Every day now, it seems there are new examples of the increasing political toxicity in Washington and a good bit of that angst concerns the Fed, even as a nominee for the Board of Governors continues to draw strong pushback. And, enduring concerns about debt levels increasingly shadow efforts to offset the impacts of the coronavirus.
This week, Bloomberg is reporting that a group of more than 100 prominent economists--including seven Nobel Prize laureates--signed a new open letter to U.S. senators urging them to reject President Donald Trump's nomination of Judy Shelton to the Federal Reserve's Board of Governors.
The new letter is nearly identical to one published in August by former Federal Reserve officials and staffers, a letter that now has 70 signatories, including four former regional Fed presidents and a former Fed governor.
Those writers argue that Shelton's views on monetary policy and economics are “so extreme and ill-considered as to be an unnecessary distraction” from the tasks facing the US central bank as it deals with fallout from the coronavirus pandemic.
The new letter's signatories include seven winners of the Nobel Memorial Prize in Economic Sciences, Bloomberg says. Shelton's nomination was voted out of committee on a party-line vote in July and she now awaits approval by the full Senate--but no vote has yet been scheduled for her or fellow nominee Christopher Waller, research director at the St. Louis Fed.
Shelton, an informal adviser to the President's 2016 campaign, has drawn significant criticism for policy views many consider well outside the mainstream--including a history of admiration for the gold standard--and for being a political loyalist who might bend to Trump's will.
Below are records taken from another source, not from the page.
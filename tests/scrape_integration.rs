use luma_scout::scrape::{extract_details, harvest_links};
use luma_scout::{BrowserSession, LaunchOptions};
use std::time::Duration;

const WAIT: Duration = Duration::from_millis(500);

fn launch() -> BrowserSession {
    BrowserSession::launch(LaunchOptions::new().headless(true)).expect("Failed to launch browser")
}

#[test]
#[ignore] // Requires Chrome to be installed; run with: cargo test -- --ignored
fn test_extract_details_from_static_page() {
    let session = launch();

    let html = concat!(
        "<html><body>",
        "<h1>AI Builders Meetup</h1>",
        "<div class='speaker'>Jane Doe<br>CEO, Acme</div>",
        "<div class='description'>An evening of talks and demos.</div>",
        "</body></html>"
    );
    let url = format!("data:text/html,{}", html);

    let record = extract_details(&session, &url, WAIT, false);

    assert_eq!(record.title, "AI Builders Meetup");
    assert_eq!(record.speakers.len(), 1);
    assert_eq!(record.speakers[0].name, "Jane Doe");
    assert_eq!(record.speakers[0].title_company, "CEO, Acme");
    assert_eq!(record.summary, "An evening of talks and demos.");
    assert_eq!(record.url, url);
}

#[test]
#[ignore]
fn test_extract_details_defaults_on_bare_page() {
    let session = launch();

    let url = "data:text/html,<html><body><span>nothing useful here</span></body></html>";
    let record = extract_details(&session, url, WAIT, false);

    assert_eq!(record.title, "Unknown Title");
    assert!(record.speakers.is_empty());
    assert_eq!(record.summary, "No summary available");
    assert_eq!(record.url, url);
}

#[test]
#[ignore]
fn test_extract_details_is_idempotent_on_static_content() {
    let session = launch();

    let url = concat!(
        "data:text/html,<html><body>",
        "<h1>Fixed Event</h1>",
        "<div class='summary'>Same every time.</div>",
        "</body></html>"
    );

    let first = extract_details(&session, url, WAIT, false);
    let second = extract_details(&session, url, WAIT, false);

    assert_eq!(first, second);
}

#[test]
#[ignore]
fn test_extract_details_navigation_failure_yields_diagnostic_record() {
    let session = launch();

    let url = "not-a-url";
    let record = extract_details(&session, url, WAIT, false);

    assert_eq!(record.title, "Error extracting details");
    assert!(record.speakers.is_empty());
    assert!(record.summary.starts_with("Error:"));
    assert_eq!(record.url, url);
}

#[test]
#[ignore]
fn test_harvest_links_filters_and_dedups_anchors() {
    let session = launch();

    let html = concat!(
        "<html><body>",
        "<a href='https://lu.ma/e/one'>One</a>",
        "<a href='https://lu.ma/e/two'>Two</a>",
        "<a href='https://lu.ma/e/one'>Duplicate</a>",
        "<a href='https://lu.ma/discover'>Not an event</a>",
        "</body></html>"
    );
    session
        .navigate(&format!("data:text/html,{}", html))
        .expect("Failed to navigate");

    let links = harvest_links(&session, 10, WAIT, false);

    assert_eq!(links, vec!["https://lu.ma/e/one".to_string(), "https://lu.ma/e/two".to_string()]);
}

#[test]
#[ignore]
fn test_harvest_links_respects_budget() {
    let session = launch();

    let html = concat!(
        "<html><body>",
        "<a href='https://lu.ma/e/one'>One</a>",
        "<a href='https://lu.ma/e/two'>Two</a>",
        "<a href='https://lu.ma/e/three'>Three</a>",
        "</body></html>"
    );
    session
        .navigate(&format!("data:text/html,{}", html))
        .expect("Failed to navigate");

    let links = harvest_links(&session, 2, WAIT, false);
    assert_eq!(links.len(), 2);
}

#[test]
#[ignore]
fn test_harvest_links_zero_budget_is_empty() {
    let session = launch();

    session
        .navigate("data:text/html,<html><body><a href='https://lu.ma/e/one'>One</a></body></html>")
        .expect("Failed to navigate");

    assert!(harvest_links(&session, 0, WAIT, false).is_empty());
}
Still, she appeared to abandon her advocacy for ultra-tight monetary policy when she emerged as a Fed candidate, publicly aligning herself with the President's calls for lower interest rates—and now insists that “no one will tell her what to do.”
In the meantime, The Hill reported this week that negotiations for additional virus relief continue amid reports from the nonpartisan Congressional Budget Office that emphasize an increasingly gloomy outlook for large deficits. For example, CBO says the deficit for fiscal 2020 will more than double the previous high--$1.4 trillion in 2009 during the height of the Great Recession. Overall, the debt is on track to surpass 100% of GDP next year and break its World War II record by 2023, CBO says.
Republican leaders say they aren't firmly opposed to another relief measure, but they're harshly critical of the one put forth by Speaker Nancy Pelosi, D-Calif., so the Senate leadership is working to advance a “skinny” $500 billion relief bill. A vote on that measure could come as early as next week, posing a test for what level of support Senate Republicans can muster in their own party for a bill that's less than half their initial offer.
Those efforts are separate from stalled negotiations between Pelosi and Senate Minority Leader Charles Schumer, D-N.Y., on one side and Treasury Secretary Steven Mnuchin and White House Chief of Staff Mark Meadows on the other. Meadows, in particular, has put the fiscal issue front and center. As a congressman and cofounder of the conservative Freedom Caucus, Meadows frequently railed against bipartisan spending deals because of the hit to the deficit.
Mnuchin, meanwhile, is striking a slightly more optimistic tone, saying in congressional testimony Tuesday that President Trump agreed that some level of fiscal aid was still necessary. “Let me say I very much agree with you and those other experts that more fiscal response is needed. The president and I want to move forward with more fiscal response,” he said.
While Democrats have come down from $3.4 trillion to $2.2 trillion and Republicans have come up to $1.3 trillion, they remain bitterly divided over hundreds of billions of dollars in proposed aid to state and local government.
Fiscal experts, including Federal Reserve Chairman Jerome Powell, say bold stimulus measures are needed to help the country dig its way out of the deepest economic downturn since the Great Depression, and several longtime advocates for fiscal restraint argue that even with the new CBO report, debt concerns should not stand in the way of a strong response to the pandemic.
“The warning bells this report contains should not cause a premature end to borrowing, but a commitment to dealing with the debt at the appropriate time,” said Maya MacGuineas, president of the Committee for a Responsible Federal Budget.
Shai Akabas, director of economic policy at the Bipartisan Policy Center, added that borrowing now could help lead to a stronger recovery and ultimately put the country in a better position to address the debt. “The strange reality is that for the nation's long-term budget picture to get better, it must get even worse in the short term,” he said.
“Doing so will give our economy the best shot to bounce back, and a good recovery now will help lessen budget shortfalls in coming years.”
So, we will see. The fight to control the virus continues to be central for most policy makers, even as the struggle to stimulate the economic recovery gains in importance—and the pre-election maneuvering on the pandemic and the economy overshadows virtually all other policy debates nationwide, fights producers should watch closely as they intensify, Washington Insider believes.